Et je marquai cette représentation d’un petit caillou blanc, car de ce jour je compris que mes forces vitales étaient au service de mes forces intellectuelles. J’avais voulu suivre l’impulsion de mon cerveau dont les conceptions me semblaient trop fortes pour que mes forces physiques les puissent réaliser. Et je me trouvais, ayant tout donné, même au delà, en parfait équilibre !

Alors j ’entrevis la possibilité de l’avenir rêvé.

J’avais pensé — jusqu’à cette représentation de Zaïre — et j’avais entendu dire, et j’avais lu dans les journaux, que ma voix était jolie, mais frêle ; que mon geste était gracieux, mais vague ; que ma démarche souple manquait d’autorité ; que mon regard perdu dans le ciel ne domptait pas le fauve (le public). Je pensai alors à tout cela.

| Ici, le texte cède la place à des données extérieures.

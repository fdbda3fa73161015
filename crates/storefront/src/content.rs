//! Static site content: landing and about page copy, plus the seed catalog.
//!
//! Everything here is compiled in. A different marketplace catalog can be
//! loaded at startup via `STOREFRONT_CATALOG_PATH`.

use std::path::Path;

use agritech_core::{Catalog, CatalogError, Price, Product, ProductCategory, ProductId};

/// Placeholder image for products without artwork.
pub const PLACEHOLDER_IMAGE: &str = "/static/img/placeholder.svg";

/// A titled card with a short description (services, values).
#[derive(Debug, Clone, Copy)]
pub struct Feature {
    pub title: &'static str,
    pub description: &'static str,
    pub link: Option<&'static str>,
}

/// A customer quote on the landing page.
#[derive(Debug, Clone, Copy)]
pub struct Testimonial {
    pub quote: &'static str,
    pub name: &'static str,
    pub location: &'static str,
}

/// A featured item on the landing page (not sold through the marketplace).
#[derive(Debug, Clone, Copy)]
pub struct Showcase {
    pub name: &'static str,
    pub description: &'static str,
    pub price_cents: u32,
}

/// Team member on the about page.
#[derive(Debug, Clone, Copy)]
pub struct TeamMember {
    pub name: &'static str,
    pub position: &'static str,
    pub description: &'static str,
}

/// Headline figure on the about page.
#[derive(Debug, Clone, Copy)]
pub struct Achievement {
    pub number: &'static str,
    pub title: &'static str,
}

/// Company contact details shown in the landing page footer block.
#[derive(Debug, Clone, Copy)]
pub struct ContactDetails {
    pub address: &'static str,
    pub phone: &'static str,
    pub email: &'static str,
}

pub const SERVICES: &[Feature] = &[
    Feature {
        title: "Crop Disease Detection",
        description: "AI-powered detection system to identify and treat crop diseases early",
        link: Some("/products#disease-detection"),
    },
    Feature {
        title: "Yield Prediction",
        description: "Advanced analytics to predict and optimize crop yields",
        link: Some("/products#yield-prediction"),
    },
    Feature {
        title: "Agricultural Products",
        description: "Premium tools, fertilizers, and seeds for modern farming",
        link: Some("/marketplace"),
    },
];

pub const SHOWCASE: &[Showcase] = &[
    Showcase {
        name: "Smart Soil Sensor",
        description: "Real-time soil health monitoring device",
        price_cents: 19_999,
    },
    Showcase {
        name: "Organic Fertilizer",
        description: "Premium organic fertilizer for all crops",
        price_cents: 4_999,
    },
    Showcase {
        name: "Drone Sprayer",
        description: "Automated crop spraying drone",
        price_cents: 99_999,
    },
];

pub const TESTIMONIALS: &[Testimonial] = &[
    Testimonial {
        quote: "The crop disease detection system saved my entire harvest last season.",
        name: "John Smith",
        location: "Iowa, USA",
    },
    Testimonial {
        quote: "Yield prediction helped me optimize my planting schedule perfectly.",
        name: "Maria Garcia",
        location: "California, USA",
    },
    Testimonial {
        quote: "Their products are top quality and the support is exceptional.",
        name: "David Chen",
        location: "Texas, USA",
    },
];

pub const CONTACT: ContactDetails = ContactDetails {
    address: "123 Farm Road, Agritown, AT 12345",
    phone: "+1 (234) 567-8900",
    email: "contact@agritech.com",
};

pub const VISION: &str = "To revolutionize agriculture through technology, making sustainable \
    farming accessible to everyone while ensuring food security for future generations.";

pub const MISSION: &str = "To empower farmers with innovative solutions that increase \
    productivity, reduce environmental impact, and create a more sustainable agricultural \
    ecosystem.";

pub const VALUES: &[Feature] = &[
    Feature {
        title: "Innovation",
        description: "Constantly pushing boundaries to develop cutting-edge agricultural solutions",
        link: None,
    },
    Feature {
        title: "Sustainability",
        description: "Committed to environmental stewardship and sustainable farming practices",
        link: None,
    },
    Feature {
        title: "Community",
        description: "Building strong relationships with farmers and agricultural communities",
        link: None,
    },
];

pub const TEAM: &[TeamMember] = &[
    TeamMember {
        name: "Dr. Sarah Johnson",
        position: "Chief Executive Officer",
        description: "20+ years experience in AgriTech innovation",
    },
    TeamMember {
        name: "Michael Chen",
        position: "Chief Technology Officer",
        description: "Leading our AI and machine learning initiatives",
    },
    TeamMember {
        name: "Emma Rodriguez",
        position: "Head of Sustainability",
        description: "Expert in sustainable farming practices",
    },
];

pub const ACHIEVEMENTS: &[Achievement] = &[
    Achievement {
        number: "1M+",
        title: "Farmers Supported",
    },
    Achievement {
        number: "50+",
        title: "Countries Reached",
    },
    Achievement {
        number: "100+",
        title: "Research Papers",
    },
    Achievement {
        number: "25+",
        title: "Industry Awards",
    },
];

/// (id, name, description, cents, category, stock)
const SEED_PRODUCTS: &[(&str, &str, &str, u32, ProductCategory, u32)] = &[
    (
        "1",
        "Premium Garden Tools Set",
        "Complete set of essential gardening tools including shovel, rake, and pruning shears",
        8_999,
        ProductCategory::Tools,
        50,
    ),
    (
        "2",
        "Organic Tomato Seeds",
        "High-yield, disease-resistant tomato seeds perfect for home gardens",
        499,
        ProductCategory::Seeds,
        100,
    ),
    (
        "3",
        "Natural Fertilizer",
        "Eco-friendly, balanced NPK fertilizer for all types of crops",
        2_999,
        ProductCategory::Fertilizers,
        75,
    ),
    (
        "4",
        "Neem Oil Pesticide",
        "Organic pest control solution safe for edible crops",
        1_999,
        ProductCategory::Pesticides,
        60,
    ),
    (
        "5",
        "Herb Garden Starter Kit",
        "Complete kit with seeds and supplies to start your herb garden",
        3_499,
        ProductCategory::Seeds,
        40,
    ),
    (
        "6",
        "Professional Pruning Shears",
        "High-quality steel pruning shears for precise cuts",
        4_599,
        ProductCategory::Tools,
        30,
    ),
];

/// The built-in marketplace catalog.
#[must_use]
pub fn seed_catalog() -> Catalog {
    let products = SEED_PRODUCTS
        .iter()
        .map(|&(id, name, description, cents, category, stock)| Product {
            id: ProductId::new(id),
            name: name.to_owned(),
            description: description.to_owned(),
            price: Price::from_cents(cents),
            image: PLACEHOLDER_IMAGE.to_owned(),
            category,
            stock,
        })
        .collect();

    // Seed ids are distinct literals.
    Catalog::new(products).unwrap_or_default()
}

/// Errors loading a catalog file.
#[derive(Debug, thiserror::Error)]
pub enum CatalogLoadError {
    #[error("failed to read catalog file {path}: {source}")]
    Io {
        path: String,
        source: std::io::Error,
    },
    #[error(transparent)]
    Catalog(#[from] CatalogError),
}

/// Load the catalog from `path`, or the seed catalog when `None`.
///
/// # Errors
///
/// Returns an error if the file cannot be read or is not a valid catalog.
pub fn load_catalog(path: Option<&Path>) -> Result<Catalog, CatalogLoadError> {
    let Some(path) = path else {
        return Ok(seed_catalog());
    };

    let json = std::fs::read_to_string(path).map_err(|source| CatalogLoadError::Io {
        path: path.display().to_string(),
        source,
    })?;
    let catalog = Catalog::from_json(&json)?;
    tracing::info!(path = %path.display(), products = catalog.len(), "Catalog loaded");
    Ok(catalog)
}

#[cfg(test)]
#[allow(clippy::unwrap_used)]
mod tests {
    use super::*;

    #[test]
    fn test_seed_catalog_has_six_products() {
        let catalog = seed_catalog();
        assert_eq!(catalog.len(), 6);

        let tools = catalog.get(&ProductId::new("1")).unwrap();
        assert_eq!(tools.price, Price::from_cents(8999));
        assert_eq!(catalog.in_category(ProductCategory::Seeds).count(), 2);
    }

    #[test]
    fn test_load_catalog_defaults_to_seed() {
        let catalog = load_catalog(None).unwrap();
        assert_eq!(catalog.len(), seed_catalog().len());
    }

    #[test]
    fn test_load_catalog_missing_file() {
        let result = load_catalog(Some(Path::new("/nonexistent/catalog.json")));
        assert!(matches!(result, Err(CatalogLoadError::Io { .. })));
    }
}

Je venais d’avoir la preuve que je pouvais compter sur mes forces physiques ; car j’avais commencé la représentation de Zaïre dans un tel état de faiblesse qu’il était facile de prédire que je ne terminerai pas le premier acte sans un évanouissement. D’autre part, quoique le rôle soit doux, il exige deux ou trois cris qui pouvaient provoquer les vomissements de sang si fréquents chez moi à cette époque.

J’eus donc la certitude, ce soir-là, que je pouvais compter sur la solidité de mes cordes vocales, car j’avais poussé mes cris avec une rage et une douleur réelles, espérant me casser quelque chose, dans mon inepte désir de jouer un tour à Perrin.